Task input.

// Copyright (c) 2026 100monkeys.ai
// SPDX-License-Identifier: AGPL-3.0
//! Surgeon: applies the matched SOP through the execution gateway, then
//! probes the target. Success requires a healthy probe.

use async_trait::async_trait;
use std::sync::Arc;
use tracing::{info, warn};

use crate::application::gateway::{ExecutionGateway, GatewayError};
use crate::domain::agent::{
    Agent, AgentContext, AgentOutcome, Artifact, OutcomeReason, ReasonCode, RemediationReport,
};
use crate::domain::execution::ActionDescriptor;
use crate::domain::invocation::AgentRole;
use crate::domain::policy::CredentialScope;
use crate::domain::telemetry::HealthProbe;

pub struct Surgeon {
    gateway: Arc<ExecutionGateway>,
    health_probe: Arc<dyn HealthProbe>,
}

impl Surgeon {
    pub fn new(gateway: Arc<ExecutionGateway>, health_probe: Arc<dyn HealthProbe>) -> Self {
        Self { gateway, health_probe }
    }
}

#[async_trait]
impl Agent for Surgeon {
    fn role(&self) -> AgentRole {
        AgentRole::Surgeon
    }

    async fn handle(&self, context: &AgentContext) -> AgentOutcome {
        let Some(task) = context.task.as_ref() else {
            return AgentOutcome::Failure(OutcomeReason::new(ReasonCode::MissingContext, "no task in context"));
        };
        let Some(root_cause_record) = context.progress.investigator_record else {
            return AgentOutcome::NeedsEscalation(OutcomeReason::new(
                ReasonCode::MissingRootCause,
                "no finalized investigator record to act on",
            ));
        };
        let Some(matched) = context.progress.matched_sop.as_ref() else {
            return AgentOutcome::Failure(OutcomeReason::new(ReasonCode::MissingContext, "no SOP selected"));
        };
        let Some(sop) = context.knowledge.iter().find(|k| k.id == matched.entry_id) else {
            return AgentOutcome::Failure(OutcomeReason::new(
                ReasonCode::MissingContext,
                format!("SOP {} missing from the knowledge snapshot", matched.entry_id),
            ));
        };
        let Some(procedure) = sop.procedure.as_ref() else {
            return AgentOutcome::Failure(OutcomeReason::new(
                ReasonCode::MissingContext,
                format!("SOP '{}' has no procedure", sop.title),
            ));
        };

        let scope = CredentialScope::new(procedure.credential_scope.clone());
        let mut actions = Vec::with_capacity(procedure.steps.len());
        for (index, step) in procedure.steps.iter().enumerate() {
            let action = ActionDescriptor {
                task_id: task.id,
                root_cause_record: Some(root_cause_record),
                invocation_key: context.invocation_key,
                step_index: index as u32,
                action_type: step.action_type.clone(),
                target: step.target.clone().unwrap_or_else(|| task.target.clone()),
                parameters: step.parameters.clone(),
            };
            match self.gateway.execute(&action, &scope).await {
                Ok(result) => actions.push(result),
                Err(GatewayError::AuthorizationDenied { reason }) => {
                    return AgentOutcome::NeedsEscalation(OutcomeReason::new(ReasonCode::AuthorizationDenied, reason));
                }
                Err(GatewayError::MissingRootCause(reason)) => {
                    return AgentOutcome::NeedsEscalation(OutcomeReason::new(ReasonCode::MissingRootCause, reason));
                }
                Err(GatewayError::ExecutionFailed(reason)) => {
                    return AgentOutcome::Failure(OutcomeReason::new(
                        ReasonCode::ActionFailed,
                        format!("step {} ({}) failed: {}", index, step.action_type, reason),
                    ));
                }
                Err(e @ GatewayError::Repository(_)) => {
                    return AgentOutcome::Failure(OutcomeReason::general(e.to_string()));
                }
            }
        }
        info!(task_id = %task.id, sop = %sop.title, actions = actions.len(), "SOP applied");

        let signal = task.signal.as_ref();
        let health = match self
            .health_probe
            .check(&task.target, signal.map(|s| s.metric.as_str()), signal.map(|s| s.threshold))
            .await
        {
            Ok(report) => report,
            Err(e) => {
                warn!(task_id = %task.id, error = %e, "Health probe unavailable");
                return AgentOutcome::Failure(OutcomeReason::new(
                    ReasonCode::VerificationFailed,
                    format!("health probe unavailable: {}", e),
                ));
            }
        };
        if !health.healthy {
            return AgentOutcome::Failure(OutcomeReason::new(
                ReasonCode::VerificationFailed,
                format!("target unhealthy after remediation: {}", health.detail),
            ));
        }

        AgentOutcome::Success(Artifact::Remediation(RemediationReport {
            sop_id: sop.id,
            sop_title: sop.title.clone(),
            actions,
            health: Some(health),
        }))
    }
}

#[cfg(test)]
mod tests {
    use super::*;
    use crate::domain::agent::RootCauseHypothesis;
    use crate::domain::execution::ActionExecutor;
    use crate::domain::invocation::{InvocationKey, InvocationOutcome, InvocationRecord, RecordId};
    use crate::domain::knowledge::{ActionStep, KnowledgeCategory, KnowledgeEntry, Procedure, SopMatch};
    use crate::domain::policy::{ExecutionPolicy, PolicyRule};
    use crate::domain::repository::InvocationRepository;
    use crate::domain::task::{Priority, Signal, Task, TriggerSource};
    use crate::domain::workflow::WorkflowProgress;
    use crate::infrastructure::event_bus::EventBus;
    use crate::infrastructure::executor::DryRunExecutor;
    use crate::infrastructure::repositories::{InMemoryGatewayAuditRepository, InMemoryInvocationRepository};
    use crate::infrastructure::telemetry::{StaticTelemetrySource, TelemetryHealthProbe};

    struct Fixture {
        surgeon: Surgeon,
        executor: Arc<DryRunExecutor>,
        context: AgentContext,
    }

    async fn fixture(rules: Vec<PolicyRule>, post_value: f64) -> Fixture {
        let invocations = Arc::new(InMemoryInvocationRepository::new());
        let executor = Arc::new(DryRunExecutor::new());
        let gateway = Arc::new(ExecutionGateway::new(
            ExecutionPolicy::new(rules),
            invocations.clone(),
            Arc::new(InMemoryGatewayAuditRepository::new()),
            executor.clone() as Arc<dyn ActionExecutor>,
            EventBus::new(16),
        ));
        let telemetry = Arc::new(StaticTelemetrySource::new().with_metric("cpu_usage", "checkout", vec![post_value]));
        let probe = Arc::new(TelemetryHealthProbe::new(telemetry, None));

        let task = Task::new(
            TriggerSource::Api { submitted_by: "test".into() },
            "checkout",
            Some(Signal { metric: "cpu_usage".into(), threshold: 80.0, observed: Some(97.0) }),
            serde_json::Value::Null,
            Priority::High,
        );
        let mut record = InvocationRecord::start(
            InvocationKey::for_step(task.id, "investigate"),
            Some(task.id),
            AgentRole::Investigator,
            1,
            serde_json::Value::Null,
        );
        invocations.begin(&record).await.unwrap();
        let hypothesis = RootCauseHypothesis {
            summary: "cpu".into(),
            signature: "cpu_usage:checkout".into(),
            keywords: vec![],
            confidence: 0.9,
            affected_scope: vec!["checkout".into()],
            evidence: vec![],
        };
        record
            .finalize(InvocationOutcome::Completed {
                outcome: AgentOutcome::Success(Artifact::RootCause(hypothesis.clone())),
            })
            .unwrap();
        invocations.finalize(&record).await.unwrap();

        let sop = KnowledgeEntry::new(KnowledgeCategory::Sop, "Restart checkout", "restart then flush")
            .with_procedure(Procedure {
                steps: vec![
                    ActionStep {
                        action_type: "service.restart".into(),
                        target: None,
                        parameters: serde_json::json!({ "graceful": true }),
                    },
                    ActionStep {
                        action_type: "cache.flush".into(),
                        target: Some("checkout-cache".into()),
                        parameters: serde_json::Value::Null,
                    },
                ],
                credential_scope: "remediation:restart".into(),
            });
        let progress = WorkflowProgress {
            root_cause: Some(hypothesis),
            investigator_record: Some(record.id),
            matched_sop: Some(SopMatch { entry_id: sop.id, title: sop.title.clone(), score: 1.0, exact: true }),
            ..WorkflowProgress::default()
        };
        let context = AgentContext::for_task(InvocationKey::for_step(task.id, "remediate"), task)
            .with_knowledge(vec![sop])
            .with_progress(progress);
        Fixture {
            surgeon: Surgeon::new(gateway, probe),
            executor,
            context,
        }
    }

    fn permissive() -> Vec<PolicyRule> {
        vec![
            PolicyRule::new("service.*", vec!["remediation:restart".into()]),
            PolicyRule::new("cache.flush", vec!["remediation:restart".into()]),
        ]
    }

    #[tokio::test]
    async fn applies_every_step_and_reports_health() {
        let f = fixture(permissive(), 41.0).await;
        let outcome = f.surgeon.handle(&f.context).await;
        let AgentOutcome::Success(Artifact::Remediation(report)) = outcome else {
            panic!("unexpected outcome {:?}", outcome);
        };
        assert_eq!(report.actions.len(), 2);
        assert!(report.health.unwrap().healthy);
        let executed = f.executor.executed();
        assert_eq!(executed[0].target, "checkout");
        assert_eq!(executed[1].target, "checkout-cache");
        assert_eq!(executed[1].step_index, 1);
    }

    #[tokio::test]
    async fn denial_needs_escalation() {
        let rules = vec![PolicyRule::new("service.*", vec!["remediation:restart".into()])];
        let f = fixture(rules, 41.0).await;
        let outcome = f.surgeon.handle(&f.context).await;
        assert_eq!(outcome.label(), "needs_escalation");
        assert_eq!(outcome.reason().unwrap().code, ReasonCode::AuthorizationDenied);
        // The first step was authorized and ran before the denial
        assert_eq!(f.executor.executed().len(), 1);
    }

    #[tokio::test]
    async fn unhealthy_probe_is_a_verification_failure() {
        let f = fixture(permissive(), 95.0).await;
        let outcome = f.surgeon.handle(&f.context).await;
        assert_eq!(outcome.label(), "failure");
        assert_eq!(outcome.reason().unwrap().code, ReasonCode::VerificationFailed);
    }

    #[tokio::test]
    async fn refuses_without_investigator_record() {
        let mut f = fixture(permissive(), 41.0).await;
        f.context.progress.investigator_record = None;
        let outcome = f.surgeon.handle(&f.context).await;
        assert_eq!(outcome.reason().unwrap().code, ReasonCode::MissingRootCause);
        assert!(f.executor.executed().is_empty());

        f.context.progress.investigator_record = Some(RecordId::new());
        let outcome = f.surgeon.handle(&f.context).await;
        assert_eq!(outcome.reason().unwrap().code, ReasonCode::MissingRootCause);
        assert!(f.executor.executed().is_empty());
    }
}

Exercise directions. Check each line of the material for "TriggerSource". Copy the ones that have it.

Worked solution.
    use crate::domain::task::{Priority, Signal, Task, TriggerSource};
            TriggerSource::Api { submitted_by: "test".into() },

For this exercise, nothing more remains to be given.